Now folk left the steading, and Gunnar went to his bedcloset, but Margret and Svava could not sleep and sat down at the table for some refreshment, and Margret said, “Do you remember the birth of Ketil the Unlucky?”

“Nay,” said Svava, “but you may say that most children are unlucky for the women who give them life. I have seen enough hard births in my time. They are ill to speak of.”

“Kristin has four children, and there are folk with more than that.”

“Even so, I have taken care of others’ children since I was twelve winters old, and it is no accident, nor the result of my ugliness that I have never known a man, because more often than not, a Christian woman gives up her life to her child, if not the first, then a later one. Hafgrim Hafgrimsson has three children about him now, and the woman hardly lay down for the births, folk say. These skraelings are different, and it matters not whether they are baptized.”

“But folk will be married, and then they must have children.”
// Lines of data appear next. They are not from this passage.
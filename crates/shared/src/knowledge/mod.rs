pub mod cache;
pub mod catalog;
pub mod composer;
pub mod fetcher;
mod html;

pub use cache::KnowledgeCache;
pub use catalog::{CatalogError, CatalogFuture, ChatbotCatalog, ChatbotRecord, ProductRecord};
pub use composer::{ComposedContext, KnowledgeBasePayload, KnowledgeComposer};
pub use fetcher::{KnowledgeFetcher, KnowledgeFetcherBuildError};

pub(crate) fn collapse_whitespace(value: &str) -> String {
    value.split_whitespace().collect::<Vec<_>>().join(" ")
}

pub(crate) fn truncate_chars(value: &str, max_chars: usize) -> String {
    value.chars().take(max_chars).collect()
}
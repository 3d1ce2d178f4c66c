use std::env;

use crate::config::ConfigError;

pub(crate) fn require_env(key: &str) -> Result<String, ConfigError> {
    let value = env::var(key).map_err(|_| ConfigError::MissingVar(key.to_string()))?;
    let trimmed = value.trim();
    if trimmed.is_empty() {
        return Err(ConfigError::MissingVar(key.to_string()));
    }
    Ok(trimmed.to_string())
}

pub(crate) fn parse_u32_env(key: &str, default: u32) -> Result<u32, ConfigError> {
    match optional_trimmed_env(key) {
        Some(raw) => raw
            .parse::<u32>()
            .map_err(|_| ConfigError::ParseInt(key.to_string())),
        None => Ok(default),
    }
}

pub(crate) fn parse_u64_env(key: &str, default: u64) -> Result<u64, ConfigError> {
    match optional_trimmed_env(key) {
        Some(raw) => raw
            .parse::<u64>()
            .map_err(|_| ConfigError::ParseInt(key.to_string())),
        None => Ok(default),
    }
}

pub(crate) fn parse_usize_env(key: &str, default: usize) -> Result<usize, ConfigError> {
    match optional_trimmed_env(key) {
        Some(raw) => raw
            .parse::<usize>()
            .map_err(|_| ConfigError::ParseInt(key.to_string())),
        None => Ok(default),
    }
}

pub(crate) fn parse_f32_env(key: &str, default: f32) -> Result<f32, ConfigError> {
    match optional_trimmed_env(key) {
        Some(raw) => raw
            .parse::<f32>()
            .map_err(|_| ConfigError::ParseFloat(key.to_string())),
        None => Ok(default),
    }
}

pub(crate) fn optional_trimmed_env(key: &str) -> Option<String> {
    env::var(key).ok().and_then(|value| {
        let trimmed = value.trim();
        if trimmed.is_empty() {
            None
        } else {
            Some(trimmed.to_string())
        }
    })
}
use std::future::Future;
use std::pin::Pin;

use thiserror::Error;

pub type CatalogFuture<'a, T> = Pin<Box<dyn Future<Output = Result<T, CatalogError>> + Send + 'a>>;

/// One configured chatbot instance, as read from the tenant configuration
/// store. The pipeline never writes these.
#[derive(Debug, Clone)]
pub struct ChatbotRecord {
    pub id: i64,
    pub name: String,
    pub language: String,
    pub knowledge_base_text: String,
    pub knowledge_base_url: String,
    pub store_url: String,
}

#[derive(Debug, Clone)]
pub struct ProductRecord {
    pub name: String,
    pub description: String,
    pub price: String,
    pub product_url: String,
    pub image_url: String,
    pub button_text: String,
}

#[derive(Debug, Error)]
pub enum CatalogError {
    #[error("catalog lookup failed: {0}")]
    Lookup(String),
}

/// Read seam over the relational configuration store. The store itself is an
/// external collaborator; only these two reads matter to the pipeline.
pub trait ChatbotCatalog: Send + Sync {
    fn load_chatbot(&self, chatbot_id: i64) -> CatalogFuture<'_, Option<ChatbotRecord>>;
    fn list_products(&self, chatbot_id: i64) -> CatalogFuture<'_, Vec<ProductRecord>>;
}
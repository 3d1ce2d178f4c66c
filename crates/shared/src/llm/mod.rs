pub mod gateway;
pub mod non_streaming;
pub mod orchestrator;
pub mod raw;
mod sse;
pub mod streaming;

pub use gateway::{
    ChatEvent, ChatEventStream, CompletionBackend, CompletionError, CompletionFuture,
    CompletionReply, CompletionTier, NEXT_SUGGESTIONS_TAG, SUGGESTED_PRODUCTS_TAG, TokenStream,
    encode_event,
};
pub use non_streaming::NonStreamingCompletionTier;
pub use orchestrator::{
    ChatTurnOutcome, CompletionOrchestrator, EMPTY_REPLY_FALLBACK, SuggestionContext,
    TIMEOUT_FALLBACK,
};
pub use raw::RawSseCompletionTier;
pub use streaming::StreamingCompletionTier;
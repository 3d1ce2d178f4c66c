use serde::Deserialize;
use tokio::time::timeout;

use crate::models::ChatMessage;

use super::gateway::{
    CompletionBackend, CompletionError, CompletionFuture, CompletionReply, CompletionTier,
};

#[derive(Debug, Deserialize)]
struct ChatCompletionResponse {
    choices: Vec<ResponseChoice>,
}

#[derive(Debug, Deserialize)]
struct ResponseChoice {
    message: ResponseMessage,
}

#[derive(Debug, Deserialize)]
struct ResponseMessage {
    #[serde(default)]
    content: Option<String>,
}

/// Last tier: one bounded `stream: false` request returning the whole reply
/// at once. The outer timeout covers the full request, not just connect.
pub struct NonStreamingCompletionTier {
    client: reqwest::Client,
    backend: CompletionBackend,
}

impl NonStreamingCompletionTier {
    pub fn new(backend: CompletionBackend) -> Result<Self, CompletionError> {
        let client = reqwest::Client::builder()
            .timeout(backend.non_stream_timeout)
            .build()
            .map_err(|err| CompletionError::HttpClient(err.to_string()))?;

        Ok(Self { client, backend })
    }
}

impl CompletionTier for NonStreamingCompletionTier {
    fn name(&self) -> &'static str {
        "non-streaming"
    }

    fn open<'a>(
        &'a self,
        system_prompt: &'a str,
        history: &'a [ChatMessage],
    ) -> CompletionFuture<'a> {
        Box::pin(async move {
            let body = self.backend.request_body(system_prompt, history, false);
            let request = self
                .client
                .post(&self.backend.chat_completions_url)
                .bearer_auth(&self.backend.api_key)
                .json(&body)
                .send();

            let response = timeout(self.backend.non_stream_timeout, request)
                .await
                .map_err(|_| CompletionError::Timeout)?
                .map_err(|err| {
                    if err.is_timeout() {
                        CompletionError::Timeout
                    } else {
                        CompletionError::Backend(err.to_string())
                    }
                })?;

            let status = response.status();
            if !status.is_success() {
                return Err(CompletionError::Backend(format!(
                    "status={}",
                    status.as_u16()
                )));
            }

            let parsed: ChatCompletionResponse = response
                .json()
                .await
                .map_err(|err| CompletionError::InvalidPayload(err.to_string()))?;

            let content = parsed
                .choices
                .into_iter()
                .next()
                .and_then(|choice| choice.message.content)
                .unwrap_or_default();

            Ok(CompletionReply::Full(content))
        })
    }
}
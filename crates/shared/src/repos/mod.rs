use sqlx::PgPool;
use sqlx::postgres::PgPoolOptions;
use thiserror::Error;

mod chatbots;

#[derive(Debug, Error)]
pub enum StoreError {
    #[error("database error: {0}")]
    Database(#[from] sqlx::Error),
}

/// Read access to the tenant configuration tables. The schema is owned by
/// the surrounding application; this pipeline only reads from it.
#[derive(Clone)]
pub struct Store {
    pool: PgPool,
}

impl Store {
    pub async fn connect(database_url: &str, max_connections: u32) -> Result<Self, sqlx::Error> {
        let pool = PgPoolOptions::new()
            .max_connections(max_connections)
            .connect(database_url)
            .await?;

        Ok(Self { pool })
    }

    /// Builds the pool without touching the database; connections are
    /// opened on first use.
    pub fn connect_lazy(database_url: &str, max_connections: u32) -> Result<Self, sqlx::Error> {
        let pool = PgPoolOptions::new()
            .max_connections(max_connections)
            .connect_lazy(database_url)?;

        Ok(Self { pool })
    }

    pub fn pool(&self) -> &PgPool {
        &self.pool
    }

    pub async fn ping(&self) -> Result<(), StoreError> {
        let _: i32 = sqlx::query_scalar("SELECT 1").fetch_one(&self.pool).await?;
        Ok(())
    }
}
“Nay,” said Svava, “it seems to me that folk wish only one thing above all, and that is to have goods for themselves, to hold and to keep, and then they are surprised at the cost of these goods, for this cost is either almost more than they can pay, or more than they can pay.” Now she fell silent for a space, and then she gazed at Margret across the table and said, “I have gone from steading to steading all my life, and never taken things for my own, and I have no regrets.”

After this, it was many days before Birgitta Lavransdottir was able to get up on her feet again. Svava went back to Siglufjord and a servant of Nikolaus the Priest came in the days to help take care of the girl. When Margret spoke of the baby, and its death, Birgitta looked at her for a long time, and then said she was little surprised, for on the day of Svava Vigmundsdottir’s coming, she had seen Margret run off and come back with a strange woman, and then, as quickly as an eye blink, the woman had turned into a blazing fire, and Margret had put her hand in the fire and brought it forth burning like a torch, and Birgitta had been so afraid that she had fallen down in a faint. Since then she had had little hope for the baby, and was grateful enough to God that he had spared her life, for she had looked forward to death with certainty. Afterwards, Margret and Birgitta did not speak of these things again, and neither mentioned this to Gunnar. At Yule, Birgitta was strong enough to be churched again, and she went forth on her own two feet, wearing the gray cloak she had received at her wedding, and leading her husband, at her left, and her father Lavrans at her right. And that was the tale of Gunnar’s firstborn son.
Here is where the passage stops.